→ **The task**: Output the records, every one, exactly as given.

→ **Records**:
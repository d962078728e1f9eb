//! Postgres session backed by a shared `sqlx` pool.
//!
//! Reads run directly on the pool.  Writes are kept as prepared
//! `QueryBuilder`s and replayed inside one transaction by `save_changes`.

use async_trait::async_trait;
use sqlx::postgres::{PgRow, Postgres};
use sqlx::query_builder::Separated;
use sqlx::{FromRow, QueryBuilder};
use tracing::debug;

use crate::{
    DbError,
    models::{EntityId, InventoryMovement, Record, RoleForm},
    pool::DbPool,
    session::{EntitySet, SaveOutcome, UnitOfWork},
};

/// Table mapping for a [`Record`].  The key column is always `id`.
pub trait PgRecord: Record + for<'r> FromRow<'r, PgRow> {
    const TABLE: &'static str;
    /// Every column except `id`, in the order `push_values` binds them.
    const COLUMNS: &'static [&'static str];

    fn push_values(&self, values: &mut Separated<'_, 'static, Postgres, &'static str>);
}

// ---------------------------------------------------------------------------
// Table mappings
// ---------------------------------------------------------------------------

impl PgRecord for RoleForm {
    const TABLE: &'static str = "role_forms";
    const COLUMNS: &'static [&'static str] = &[
        "role_id",
        "form_id",
        "can_create",
        "can_read",
        "can_update",
        "can_delete",
    ];

    fn push_values(&self, values: &mut Separated<'_, 'static, Postgres, &'static str>) {
        values
            .push_bind(self.role_id)
            .push_bind(self.form_id)
            .push_bind(self.can_create)
            .push_bind(self.can_read)
            .push_bind(self.can_update)
            .push_bind(self.can_delete);
    }
}

impl PgRecord for InventoryMovement {
    const TABLE: &'static str = "inventory_movements";
    const COLUMNS: &'static [&'static str] = &[
        "quantity",
        "date",
        "description",
        "movement_type",
        "inventory_id",
        "product_id",
    ];

    fn push_values(&self, values: &mut Separated<'_, 'static, Postgres, &'static str>) {
        values
            .push_bind(self.quantity.clone())
            .push_bind(self.date)
            .push_bind(self.description.clone())
            .push_bind(self.movement_type)
            .push_bind(self.inventory_id)
            .push_bind(self.product_id);
    }
}

// ---------------------------------------------------------------------------
// Statements
// ---------------------------------------------------------------------------

fn select_sql<E: PgRecord>() -> String {
    format!("SELECT id, {} FROM {}", E::COLUMNS.join(", "), E::TABLE)
}

fn insert_query<E: PgRecord>(entity: &E) -> QueryBuilder<'static, Postgres> {
    let mut query = QueryBuilder::new(format!(
        "INSERT INTO {} ({}) VALUES (",
        E::TABLE,
        E::COLUMNS.join(", ")
    ));
    {
        let mut values = query.separated(", ");
        entity.push_values(&mut values);
    }
    query.push(") RETURNING id");
    query
}

fn update_query<E: PgRecord>(entity: &E) -> QueryBuilder<'static, Postgres> {
    let mut query = QueryBuilder::new(format!(
        "UPDATE {} SET ({}) = ROW(",
        E::TABLE,
        E::COLUMNS.join(", ")
    ));
    {
        let mut values = query.separated(", ");
        entity.push_values(&mut values);
    }
    query.push(") WHERE id = ").push_bind(entity.id());
    query
}

fn delete_query<E: PgRecord>(id: EntityId) -> QueryBuilder<'static, Postgres> {
    let mut query = QueryBuilder::new(format!("DELETE FROM {} WHERE id = ", E::TABLE));
    query.push_bind(id);
    query
}

// ---------------------------------------------------------------------------
// PgSession
// ---------------------------------------------------------------------------

enum Staged {
    /// Yields the new key through `RETURNING id`.
    Insert(QueryBuilder<'static, Postgres>),
    /// Must touch at least one row or the commit is rolled back.
    Write {
        entity: &'static str,
        id: EntityId,
        query: QueryBuilder<'static, Postgres>,
    },
}

/// Session scoped to one logical request.
pub struct PgSession {
    pool: DbPool,
    staged: Vec<Staged>,
}

impl PgSession {
    pub fn new(pool: DbPool) -> Self {
        Self {
            pool,
            staged: Vec::new(),
        }
    }

    /// Number of changes staged and not yet committed.
    pub fn pending(&self) -> usize {
        self.staged.len()
    }
}

#[async_trait]
impl UnitOfWork for PgSession {
    async fn save_changes(&mut self) -> Result<SaveOutcome, DbError> {
        let staged = std::mem::take(&mut self.staged);
        let mut outcome = SaveOutcome::default();

        // Dropping `tx` on an early return rolls everything back.
        let mut tx = self.pool.begin().await?;

        for change in staged {
            match change {
                Staged::Insert(mut query) => {
                    let id: EntityId = query
                        .build_query_scalar::<EntityId>()
                        .fetch_one(&mut *tx)
                        .await?;
                    outcome.inserted.push(id);
                    outcome.affected += 1;
                }
                Staged::Write { entity, id, mut query } => {
                    let done = query.build().execute(&mut *tx).await?;
                    if done.rows_affected() == 0 {
                        return Err(DbError::ConcurrencyConflict { entity, id });
                    }
                    outcome.affected += done.rows_affected();
                }
            }
        }

        tx.commit().await?;
        debug!(
            "committed {} row(s), {} insert(s)",
            outcome.affected,
            outcome.inserted.len()
        );

        Ok(outcome)
    }
}

#[async_trait]
impl<E: PgRecord> EntitySet<E> for PgSession {
    async fn find(&mut self, id: EntityId) -> Result<Option<E>, DbError> {
        let sql = format!("{} WHERE id = $1", select_sql::<E>());
        let row = sqlx::query_as::<_, E>(&sql)
            .bind(id)
            .fetch_optional(&self.pool)
            .await?;

        Ok(row)
    }

    async fn list(&mut self) -> Result<Vec<E>, DbError> {
        let sql = select_sql::<E>();
        let rows = sqlx::query_as::<_, E>(&sql)
            .fetch_all(&self.pool)
            .await?;

        Ok(rows)
    }

    async fn add(&mut self, entity: &E) -> Result<(), DbError> {
        self.staged.push(Staged::Insert(insert_query(entity)));
        Ok(())
    }

    fn update(&mut self, entity: &E) -> Result<(), DbError> {
        self.staged.push(Staged::Write {
            entity: E::NAME,
            id: entity.id(),
            query: update_query(entity),
        });
        Ok(())
    }

    fn remove(&mut self, entity: &E) -> Result<(), DbError> {
        self.staged.push(Staged::Write {
            entity: E::NAME,
            id: entity.id(),
            query: delete_query::<E>(entity.id()),
        });
        Ok(())
    }
}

→ **Solution to the problem**:
repository d962078728e1f9eb
//! Postgres session backed by a shared `sqlx` pool.
//!
//! Reads run directly on the pool.  Writes are kept as prepared
//! `QueryBuilder`s and replayed inside one transaction by `save_changes`.

use async_trait::async_trait;
use sqlx::postgres::{PgRow, Postgres};
use sqlx::query_builder::Separated;
use sqlx::{FromRow, QueryBuilder};
use tracing::debug;

use crate::{
    DbError,
    models::{EntityId, InventoryMovement, Record, RoleForm},
    pool::DbPool,
    session::{EntitySet, SaveOutcome, UnitOfWork},
};

/// Table mapping for a [`Record`].  The key column is always `id`.
pub trait PgRecord: Record + for<'r> FromRow<'r, PgRow> {
    const TABLE: &'static str;
    /// Every column except `id`, in the order `push_values` binds them.
    const COLUMNS: &'static [&'static str];

    fn push_values(&self, values: &mut Separated<'_, 'static, Postgres, &'static str>);
}

// ---------------------------------------------------------------------------
// Table mappings
// ---------------------------------------------------------------------------

impl PgRecord for RoleForm {
    const TABLE: &'static str = "role_forms";
    const COLUMNS: &'static [&'static str] = &[
        "role_id",
        "form_id",
        "can_create",
        "can_read",
        "can_update",
        "can_delete",
    ];

    fn push_values(&self, values: &mut Separated<'_, 'static, Postgres, &'static str>) {
        values
            .push_bind(self.role_id)
            .push_bind(self.form_id)
            .push_bind(self.can_create)
            .push_bind(self.can_read)
            .push_bind(self.can_update)
            .push_bind(self.can_delete);
    }
}

impl PgRecord for InventoryMovement {
    const TABLE: &'static str = "inventory_movements";
    const COLUMNS: &'static [&'static str] = &[
        "quantity",
        "date",
        "description",
        "movement_type",
        "inventory_id",
        "product_id",
    ];

    fn push_values(&self, values: &mut Separated<'_, 'static, Postgres, &'static str>) {
        values
            .push_bind(self.quantity.clone())
            .push_bind(self.date)
            .push_bind(self.description.clone())
            .push_bind(self.movement_type)
            .push_bind(self.inventory_id)
            .push_bind(self.product_id);
    }
}

// ---------------------------------------------------------------------------
// Statements
// ---------------------------------------------------------------------------

fn select_sql<E: PgRecord>() -> String {
    format!("SELECT id, {} FROM {}", E::COLUMNS.join(", "), E::TABLE)
}

fn insert_query<E: PgRecord>(entity: &E) -> QueryBuilder<'static, Postgres> {
    let mut query = QueryBuilder::new(format!(
        "INSERT INTO {} ({}) VALUES (",
        E::TABLE,
        E::COLUMNS.join(", ")
    ));
    {
        let mut values = query.separated(", ");
        entity.push_values(&mut values);
    }
    query.push(") RETURNING id");
    query
}

fn update_query<E: PgRecord>(entity: &E) -> QueryBuilder<'static, Postgres> {
    let mut query = QueryBuilder::new(format!(
        "UPDATE {} SET ({}) = ROW(",
        E::TABLE,
        E::COLUMNS.join(", ")
    ));
    {
        let mut values = query.separated(", ");
        entity.push_values(&mut values);
    }
    query.push(") WHERE id = ").push_bind(entity.id());
    query
}

fn delete_query<E: PgRecord>(id: EntityId) -> QueryBuilder<'static, Postgres> {
    let mut query = QueryBuilder::new(format!("DELETE FROM {} WHERE id = ", E::TABLE));
    query.push_bind(id);
    query
}

// ---------------------------------------------------------------------------
// PgSession
// ---------------------------------------------------------------------------

enum Staged {
    /// Yields the new key through `RETURNING id`.
    Insert(QueryBuilder<'static, Postgres>),
    /// Must touch at least one row or the commit is rolled back.
    Write {
        entity: &'static str,
        id: EntityId,
        query: QueryBuilder<'static, Postgres>,
    },
}

/// Session scoped to one logical request.
pub struct PgSession {
    pool: DbPool,
    staged: Vec<Staged>,
}

impl PgSession {
    pub fn new(pool: DbPool) -> Self {
        Self {
            pool,
            staged: Vec::new(),
        }
    }

    /// Number of changes staged and not yet committed.
    pub fn pending(&self) -> usize {
        self.staged.len()
    }
}

#[async_trait]
impl UnitOfWork for PgSession {
    async fn save_changes(&mut self) -> Result<SaveOutcome, DbError> {
        let staged = std::mem::take(&mut self.staged);
        let mut outcome = SaveOutcome::default();

        // Dropping `tx` on an early return rolls everything back.
        let mut tx = self.pool.begin().await?;

        for change in staged {
            match change {
                Staged::Insert(mut query) => {
                    let id: EntityId = query
                        .build_query_scalar::<EntityId>()
                        .fetch_one(&mut *tx)
                        .await?;
                    outcome.inserted.push(id);
                    outcome.affected += 1;
                }
                Staged::Write { entity, id, mut query } => {
                    let done = query.build().execute(&mut *tx).await?;
                    if done.rows_affected() == 0 {
                        return Err(DbError::ConcurrencyConflict { entity, id });
                    }
                    outcome.affected += done.rows_affected();
                }
            }
        }

        tx.commit().await?;
        debug!(
            "committed {} row(s), {} insert(s)",
            outcome.affected,
            outcome.inserted.len()
        );

        Ok(outcome)
    }
}

#[async_trait]
impl<E: PgRecord> EntitySet<E> for PgSession {
    async fn find(&mut self, id: EntityId) -> Result<Option<E>, DbError> {
        let sql = format!("{} WHERE id = $1", select_sql::<E>());
        let row = sqlx::query_as::<_, E>(&sql)
            .bind(id)
            .fetch_optional(&self.pool)
            .await?;

        Ok(row)
    }

    async fn list(&mut self) -> Result<Vec<E>, DbError> {
        let sql = select_sql::<E>();
        let rows = sqlx::query_as::<_, E>(&sql)
            .fetch_all(&self.pool)
            .await?;

        Ok(rows)
    }

    async fn add(&mut self, entity: &E) -> Result<(), DbError> {
        self.staged.push(Staged::Insert(insert_query(entity)));
        Ok(())
    }

    fn update(&mut self, entity: &E) -> Result<(), DbError> {
        self.staged.push(Staged::Write {
            entity: E::NAME,
            id: entity.id(),
            query: update_query(entity),
        });
        Ok(())
    }

    fn remove(&mut self, entity: &E) -> Result<(), DbError> {
        self.staged.push(Staged::Write {
            entity: E::NAME,
            id: entity.id(),
            query: delete_query::<E>(entity.id()),
        });
        Ok(())
    }
}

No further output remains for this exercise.